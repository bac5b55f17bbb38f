//! Active modifiers - buffs, debuffs and statuses carried by a combatant.
//!
//! Modifiers are the runtime residue of effect packages. Stat modifiers feed
//! the bonus stack of their stat; statuses resolve once per tick. Every
//! modifier expires after its remaining duration (in the holder's turns).

use arrayvec::ArrayVec;

use super::bonus::Bonus;
use super::core::StatKind;
use crate::combatant::CombatantId;
use crate::config::BattleConfig;

/// Statuses resolved at the end of the holder's turn.
#[derive(Clone, Copy, Debug, PartialEq, Eq, Hash, strum::Display)]
#[cfg_attr(feature = "serde", derive(serde::Serialize, serde::Deserialize))]
#[strum(serialize_all = "snake_case")]
pub enum StatusKind {
    /// Loses `potency` health per tick.
    Poisoned,
    /// Recovers `potency` health per tick.
    Regenerating,
}

/// What an active modifier does.
#[derive(Clone, Copy, Debug, PartialEq)]
#[cfg_attr(feature = "serde", derive(serde::Serialize, serde::Deserialize))]
pub enum ModifierKind {
    Stat { stat: StatKind, bonus: Bonus },
    Status { status: StatusKind, potency: i32 },
}

impl ModifierKind {
    /// Two modifiers are the same effect when they would stack identically.
    fn same_effect(&self, other: &ModifierKind) -> bool {
        match (self, other) {
            (
                ModifierKind::Stat { stat: a, bonus: x },
                ModifierKind::Stat { stat: b, bonus: y },
            ) => a == b && x == y,
            (ModifierKind::Status { status: a, .. }, ModifierKind::Status { status: b, .. }) => {
                a == b
            }
            _ => false,
        }
    }
}

/// A modifier currently affecting a combatant.
#[derive(Clone, Copy, Debug, PartialEq)]
#[cfg_attr(feature = "serde", derive(serde::Serialize, serde::Deserialize))]
pub struct ActiveModifier {
    pub source: CombatantId,
    pub kind: ModifierKind,
    /// Remaining duration in the holder's turns.
    pub remaining: u32,
}

/// Result of adding a modifier to a [`ModifierSet`].
#[derive(Clone, Copy, Debug, PartialEq, Eq)]
pub enum ModifierApplication {
    /// A new modifier entry was added.
    Added,
    /// An identical modifier was already active; its duration was refreshed.
    Refreshed,
}

/// Net result of resolving one tick of a combatant's modifiers.
#[derive(Clone, Copy, Debug, Default, PartialEq, Eq)]
pub struct TickReport {
    /// Positive = damage, negative = healing.
    pub health_delta: i32,
    pub expired: usize,
}

/// Bounded set of active modifiers.
#[derive(Clone, Debug, Default, PartialEq)]
pub struct ModifierSet {
    entries: ArrayVec<ActiveModifier, { BattleConfig::MAX_MODIFIERS }>,
}

impl ModifierSet {
    pub fn new() -> Self {
        Self::default()
    }

    /// Adds a modifier, refreshing an identical one instead of stacking.
    ///
    /// When the set is full the entry closest to expiry is evicted.
    pub fn apply(&mut self, modifier: ActiveModifier) -> ModifierApplication {
        if let Some(existing) = self
            .entries
            .iter_mut()
            .find(|m| m.kind.same_effect(&modifier.kind))
        {
            existing.remaining = existing.remaining.max(modifier.remaining);
            existing.source = modifier.source;
            if let (
                ModifierKind::Status { potency: old, .. },
                ModifierKind::Status { potency: new, .. },
            ) = (&mut existing.kind, modifier.kind)
            {
                *old = (*old).max(new);
            }
            return ModifierApplication::Refreshed;
        }

        if self.entries.is_full()
            && let Some(evict) = self
                .entries
                .iter()
                .enumerate()
                .min_by_key(|(_, m)| m.remaining)
                .map(|(i, _)| i)
        {
            self.entries.remove(evict);
        }
        self.entries.push(modifier);
        ModifierApplication::Added
    }

    /// Bonuses active modifiers contribute to `stat`.
    pub fn stat_bonuses(&self, stat: StatKind) -> impl Iterator<Item = Bonus> + '_ {
        self.entries.iter().filter_map(move |m| match m.kind {
            ModifierKind::Stat { stat: s, bonus } if s == stat => Some(bonus),
            _ => None,
        })
    }

    pub fn has_status(&self, status: StatusKind) -> bool {
        self.entries
            .iter()
            .any(|m| matches!(m.kind, ModifierKind::Status { status: s, .. } if s == status))
    }

    /// Resolves statuses and counts every modifier down by one turn.
    pub fn tick(&mut self) -> TickReport {
        let mut report = TickReport::default();
        for modifier in &mut self.entries {
            if let ModifierKind::Status { status, potency } = modifier.kind {
                match status {
                    StatusKind::Poisoned => report.health_delta += potency,
                    StatusKind::Regenerating => report.health_delta -= potency,
                }
            }
            modifier.remaining = modifier.remaining.saturating_sub(1);
        }
        let before = self.entries.len();
        self.entries.retain(|m| m.remaining > 0);
        report.expired = before - self.entries.len();
        report
    }

    pub fn clear(&mut self) {
        self.entries.clear();
    }

    pub fn iter(&self) -> impl Iterator<Item = &ActiveModifier> {
        self.entries.iter()
    }

    pub fn len(&self) -> usize {
        self.entries.len()
    }

    pub fn is_empty(&self) -> bool {
        self.entries.is_empty()
    }
}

-=-=-=-=-

Directions: Reproduce all of the entries above verbatim.

Solution for this problem:
repository bac5b55f17bbb38f
//! Active modifiers - buffs, debuffs and statuses carried by a combatant.
//!
//! Modifiers are the runtime residue of effect packages. Stat modifiers feed
//! the bonus stack of their stat; statuses resolve once per tick. Every
//! modifier expires after its remaining duration (in the holder's turns).

use arrayvec::ArrayVec;

use super::bonus::Bonus;
use super::core::StatKind;
use crate::combatant::CombatantId;
use crate::config::BattleConfig;

/// Statuses resolved at the end of the holder's turn.
#[derive(Clone, Copy, Debug, PartialEq, Eq, Hash, strum::Display)]
#[cfg_attr(feature = "serde", derive(serde::Serialize, serde::Deserialize))]
#[strum(serialize_all = "snake_case")]
pub enum StatusKind {
    /// Loses `potency` health per tick.
    Poisoned,
    /// Recovers `potency` health per tick.
    Regenerating,
}

/// What an active modifier does.
#[derive(Clone, Copy, Debug, PartialEq)]
#[cfg_attr(feature = "serde", derive(serde::Serialize, serde::Deserialize))]
pub enum ModifierKind {
    Stat { stat: StatKind, bonus: Bonus },
    Status { status: StatusKind, potency: i32 },
}

impl ModifierKind {
    /// Two modifiers are the same effect when they would stack identically.
    fn same_effect(&self, other: &ModifierKind) -> bool {
        match (self, other) {
            (
                ModifierKind::Stat { stat: a, bonus: x },
                ModifierKind::Stat { stat: b, bonus: y },
            ) => a == b && x == y,
            (ModifierKind::Status { status: a, .. }, ModifierKind::Status { status: b, .. }) => {
                a == b
            }
            _ => false,
        }
    }
}

/// A modifier currently affecting a combatant.
#[derive(Clone, Copy, Debug, PartialEq)]
#[cfg_attr(feature = "serde", derive(serde::Serialize, serde::Deserialize))]
pub struct ActiveModifier {
    pub source: CombatantId,
    pub kind: ModifierKind,
    /// Remaining duration in the holder's turns.
    pub remaining: u32,
}

/// Result of adding a modifier to a [`ModifierSet`].
#[derive(Clone, Copy, Debug, PartialEq, Eq)]
pub enum ModifierApplication {
    /// A new modifier entry was added.
    Added,
    /// An identical modifier was already active; its duration was refreshed.
    Refreshed,
}

/// Net result of resolving one tick of a combatant's modifiers.
#[derive(Clone, Copy, Debug, Default, PartialEq, Eq)]
pub struct TickReport {
    /// Positive = damage, negative = healing.
    pub health_delta: i32,
    pub expired: usize,
}

/// Bounded set of active modifiers.
#[derive(Clone, Debug, Default, PartialEq)]
pub struct ModifierSet {
    entries: ArrayVec<ActiveModifier, { BattleConfig::MAX_MODIFIERS }>,
}

impl ModifierSet {
    pub fn new() -> Self {
        Self::default()
    }

    /// Adds a modifier, refreshing an identical one instead of stacking.
    ///
    /// When the set is full the entry closest to expiry is evicted.
    pub fn apply(&mut self, modifier: ActiveModifier) -> ModifierApplication {
        if let Some(existing) = self
            .entries
            .iter_mut()
            .find(|m| m.kind.same_effect(&modifier.kind))
        {
            existing.remaining = existing.remaining.max(modifier.remaining);
            existing.source = modifier.source;
            if let (
                ModifierKind::Status { potency: old, .. },
                ModifierKind::Status { potency: new, .. },
            ) = (&mut existing.kind, modifier.kind)
            {
                *old = (*old).max(new);
            }
            return ModifierApplication::Refreshed;
        }

        if self.entries.is_full()
            && let Some(evict) = self
                .entries
                .iter()
                .enumerate()
                .min_by_key(|(_, m)| m.remaining)
                .map(|(i, _)| i)
        {
            self.entries.remove(evict);
        }
        self.entries.push(modifier);
        ModifierApplication::Added
    }

    /// Bonuses active modifiers contribute to `stat`.
    pub fn stat_bonuses(&self, stat: StatKind) -> impl Iterator<Item = Bonus> + '_ {
        self.entries.iter().filter_map(move |m| match m.kind {
            ModifierKind::Stat { stat: s, bonus } if s == stat => Some(bonus),
            _ => None,
        })
    }

    pub fn has_status(&self, status: StatusKind) -> bool {
        self.entries
            .iter()
            .any(|m| matches!(m.kind, ModifierKind::Status { status: s, .. } if s == status))
    }

    /// Resolves statuses and counts every modifier down by one turn.
    pub fn tick(&mut self) -> TickReport {
        let mut report = TickReport::default();
        for modifier in &mut self.entries {
            if let ModifierKind::Status { status, potency } = modifier.kind {
                match status {
                    StatusKind::Poisoned => report.health_delta += potency,
                    StatusKind::Regenerating => report.health_delta -= potency,
                }
            }
            modifier.remaining = modifier.remaining.saturating_sub(1);
        }
        let before = self.entries.len();
        self.entries.retain(|m| m.remaining > 0);
        report.expired = before - self.entries.len();
        report
    }

    pub fn clear(&mut self) {
        self.entries.clear();
    }

    pub fn iter(&self) -> impl Iterator<Item = &ActiveModifier> {
        self.entries.iter()
    }

    pub fn len(&self) -> usize {
        self.entries.len()
    }

    pub fn is_empty(&self) -> bool {
        self.entries.is_empty()
    }
}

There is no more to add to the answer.